Saved data entries:
-------------------------

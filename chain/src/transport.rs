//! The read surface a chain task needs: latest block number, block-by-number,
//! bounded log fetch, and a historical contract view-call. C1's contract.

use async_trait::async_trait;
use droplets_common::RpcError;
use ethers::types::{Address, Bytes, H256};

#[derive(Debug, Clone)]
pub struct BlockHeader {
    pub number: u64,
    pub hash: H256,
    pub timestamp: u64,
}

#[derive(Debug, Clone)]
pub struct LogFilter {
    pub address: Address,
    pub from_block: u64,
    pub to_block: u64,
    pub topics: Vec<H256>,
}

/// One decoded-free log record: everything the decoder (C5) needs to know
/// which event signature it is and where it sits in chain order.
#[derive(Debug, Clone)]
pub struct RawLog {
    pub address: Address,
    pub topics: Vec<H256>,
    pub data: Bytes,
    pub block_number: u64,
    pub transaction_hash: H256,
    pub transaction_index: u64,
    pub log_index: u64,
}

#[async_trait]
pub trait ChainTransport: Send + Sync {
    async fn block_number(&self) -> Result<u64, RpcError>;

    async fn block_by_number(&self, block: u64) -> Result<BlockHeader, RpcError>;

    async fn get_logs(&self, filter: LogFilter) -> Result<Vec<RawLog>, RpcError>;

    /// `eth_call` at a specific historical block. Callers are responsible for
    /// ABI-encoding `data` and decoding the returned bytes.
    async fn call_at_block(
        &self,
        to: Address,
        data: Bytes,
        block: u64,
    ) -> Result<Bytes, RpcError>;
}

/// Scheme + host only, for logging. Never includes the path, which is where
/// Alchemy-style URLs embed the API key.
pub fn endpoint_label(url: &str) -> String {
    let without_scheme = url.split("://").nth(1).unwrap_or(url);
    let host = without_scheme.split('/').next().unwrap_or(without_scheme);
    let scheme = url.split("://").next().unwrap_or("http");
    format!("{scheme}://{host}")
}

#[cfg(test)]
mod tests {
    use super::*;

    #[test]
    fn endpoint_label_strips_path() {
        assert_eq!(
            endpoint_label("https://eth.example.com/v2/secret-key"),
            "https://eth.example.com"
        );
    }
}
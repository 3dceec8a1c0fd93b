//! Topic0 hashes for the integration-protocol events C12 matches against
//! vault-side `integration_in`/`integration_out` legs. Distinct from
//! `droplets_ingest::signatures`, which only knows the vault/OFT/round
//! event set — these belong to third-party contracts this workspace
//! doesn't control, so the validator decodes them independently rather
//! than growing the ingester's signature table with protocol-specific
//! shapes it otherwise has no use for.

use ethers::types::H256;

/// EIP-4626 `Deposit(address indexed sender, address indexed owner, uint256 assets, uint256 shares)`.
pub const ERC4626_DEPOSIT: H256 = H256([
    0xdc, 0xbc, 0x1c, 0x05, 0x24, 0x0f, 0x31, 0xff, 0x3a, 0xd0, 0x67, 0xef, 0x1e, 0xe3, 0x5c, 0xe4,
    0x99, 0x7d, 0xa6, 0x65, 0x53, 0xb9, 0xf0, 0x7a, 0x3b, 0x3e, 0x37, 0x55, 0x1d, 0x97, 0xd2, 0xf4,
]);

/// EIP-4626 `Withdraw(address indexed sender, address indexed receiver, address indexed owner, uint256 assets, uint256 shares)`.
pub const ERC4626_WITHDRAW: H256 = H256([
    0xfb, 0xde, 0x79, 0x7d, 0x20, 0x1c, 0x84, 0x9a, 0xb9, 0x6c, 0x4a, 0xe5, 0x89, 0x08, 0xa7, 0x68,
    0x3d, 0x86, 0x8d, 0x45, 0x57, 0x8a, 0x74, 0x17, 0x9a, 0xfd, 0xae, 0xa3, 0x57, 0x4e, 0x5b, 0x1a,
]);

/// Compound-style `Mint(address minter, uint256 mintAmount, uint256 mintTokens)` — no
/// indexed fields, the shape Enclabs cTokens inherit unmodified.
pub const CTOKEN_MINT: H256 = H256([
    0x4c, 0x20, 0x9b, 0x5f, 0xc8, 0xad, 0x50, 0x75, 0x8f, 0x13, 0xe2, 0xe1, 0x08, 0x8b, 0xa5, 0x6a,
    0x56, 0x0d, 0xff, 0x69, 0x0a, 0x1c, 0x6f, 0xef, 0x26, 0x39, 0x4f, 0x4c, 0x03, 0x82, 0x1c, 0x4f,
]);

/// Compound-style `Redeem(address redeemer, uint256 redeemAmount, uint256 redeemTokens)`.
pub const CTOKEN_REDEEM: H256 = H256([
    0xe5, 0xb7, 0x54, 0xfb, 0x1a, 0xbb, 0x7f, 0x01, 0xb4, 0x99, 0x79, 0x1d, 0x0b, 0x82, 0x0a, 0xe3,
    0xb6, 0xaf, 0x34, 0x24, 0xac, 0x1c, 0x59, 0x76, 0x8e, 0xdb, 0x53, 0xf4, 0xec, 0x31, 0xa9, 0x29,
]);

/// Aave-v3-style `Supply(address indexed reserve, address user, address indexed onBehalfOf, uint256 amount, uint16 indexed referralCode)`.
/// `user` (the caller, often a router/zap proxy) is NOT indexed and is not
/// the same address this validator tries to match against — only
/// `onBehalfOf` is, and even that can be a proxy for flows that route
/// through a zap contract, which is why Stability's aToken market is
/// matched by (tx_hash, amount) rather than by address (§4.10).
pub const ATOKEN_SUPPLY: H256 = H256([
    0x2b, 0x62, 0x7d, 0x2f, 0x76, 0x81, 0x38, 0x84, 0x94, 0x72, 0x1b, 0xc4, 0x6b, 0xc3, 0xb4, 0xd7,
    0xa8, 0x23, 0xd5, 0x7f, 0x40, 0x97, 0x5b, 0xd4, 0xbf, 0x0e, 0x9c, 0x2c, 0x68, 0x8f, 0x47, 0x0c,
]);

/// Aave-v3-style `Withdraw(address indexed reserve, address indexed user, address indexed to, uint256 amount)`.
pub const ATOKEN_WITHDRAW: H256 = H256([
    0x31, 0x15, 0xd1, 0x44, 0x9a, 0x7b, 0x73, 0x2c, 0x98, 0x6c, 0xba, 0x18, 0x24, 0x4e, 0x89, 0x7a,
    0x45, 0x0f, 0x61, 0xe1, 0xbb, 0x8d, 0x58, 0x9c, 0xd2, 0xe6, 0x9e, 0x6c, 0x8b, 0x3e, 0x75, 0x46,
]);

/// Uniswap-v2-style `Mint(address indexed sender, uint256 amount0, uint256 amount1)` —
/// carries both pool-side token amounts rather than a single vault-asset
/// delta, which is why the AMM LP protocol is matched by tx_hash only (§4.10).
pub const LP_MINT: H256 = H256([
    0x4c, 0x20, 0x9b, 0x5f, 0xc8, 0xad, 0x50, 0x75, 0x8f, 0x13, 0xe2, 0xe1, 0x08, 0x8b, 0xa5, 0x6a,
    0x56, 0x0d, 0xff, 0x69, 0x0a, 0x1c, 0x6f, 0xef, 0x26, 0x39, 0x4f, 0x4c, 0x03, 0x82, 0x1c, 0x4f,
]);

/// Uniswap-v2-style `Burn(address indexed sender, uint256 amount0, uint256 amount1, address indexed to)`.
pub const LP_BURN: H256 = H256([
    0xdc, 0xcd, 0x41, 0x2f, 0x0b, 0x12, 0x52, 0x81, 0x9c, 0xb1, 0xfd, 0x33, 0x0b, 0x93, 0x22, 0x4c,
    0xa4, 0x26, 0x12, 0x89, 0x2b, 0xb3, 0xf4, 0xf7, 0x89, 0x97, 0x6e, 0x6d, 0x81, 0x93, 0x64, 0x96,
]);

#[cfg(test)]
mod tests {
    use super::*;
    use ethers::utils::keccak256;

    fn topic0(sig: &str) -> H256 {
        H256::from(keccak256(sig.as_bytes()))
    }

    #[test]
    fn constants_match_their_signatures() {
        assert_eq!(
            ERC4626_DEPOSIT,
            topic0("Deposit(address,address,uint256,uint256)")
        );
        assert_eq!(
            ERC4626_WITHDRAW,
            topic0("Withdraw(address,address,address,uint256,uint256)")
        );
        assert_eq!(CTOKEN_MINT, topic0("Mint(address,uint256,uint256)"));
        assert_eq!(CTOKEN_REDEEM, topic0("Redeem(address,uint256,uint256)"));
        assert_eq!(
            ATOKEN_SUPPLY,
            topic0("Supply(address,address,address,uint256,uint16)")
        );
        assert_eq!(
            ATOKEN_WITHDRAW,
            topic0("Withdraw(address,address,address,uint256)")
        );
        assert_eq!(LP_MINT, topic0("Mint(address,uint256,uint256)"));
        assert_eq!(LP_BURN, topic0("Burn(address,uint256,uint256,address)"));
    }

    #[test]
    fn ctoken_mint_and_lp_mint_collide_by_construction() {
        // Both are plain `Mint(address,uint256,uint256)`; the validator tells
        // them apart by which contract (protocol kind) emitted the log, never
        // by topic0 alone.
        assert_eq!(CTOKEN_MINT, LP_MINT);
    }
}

-------------------------

What you are asked to do:
From the records above, quote only the lines running from the line with "pub const CTOKEN_REDEEM: H256" to the line with "against — only", both lines included.

Output:
pub const CTOKEN_REDEEM: H256 = H256([
    0xe5, 0xb7, 0x54, 0xfb, 0x1a, 0xbb, 0x7f, 0x01, 0xb4, 0x99, 0x79, 0x1d, 0x0b, 0x82, 0x0a, 0xe3,
    0xb6, 0xaf, 0x34, 0x24, 0xac, 0x1c, 0x59, 0x76, 0x8e, 0xdb, 0x53, 0xf4, 0xec, 0x31, 0xa9, 0x29,
]);

/// Aave-v3-style `Supply(address indexed reserve, address user, address indexed onBehalfOf, uint256 amount, uint16 indexed referralCode)`.
/// `user` (the caller, often a router/zap proxy) is NOT indexed and is not
/// the same address this validator tries to match against — only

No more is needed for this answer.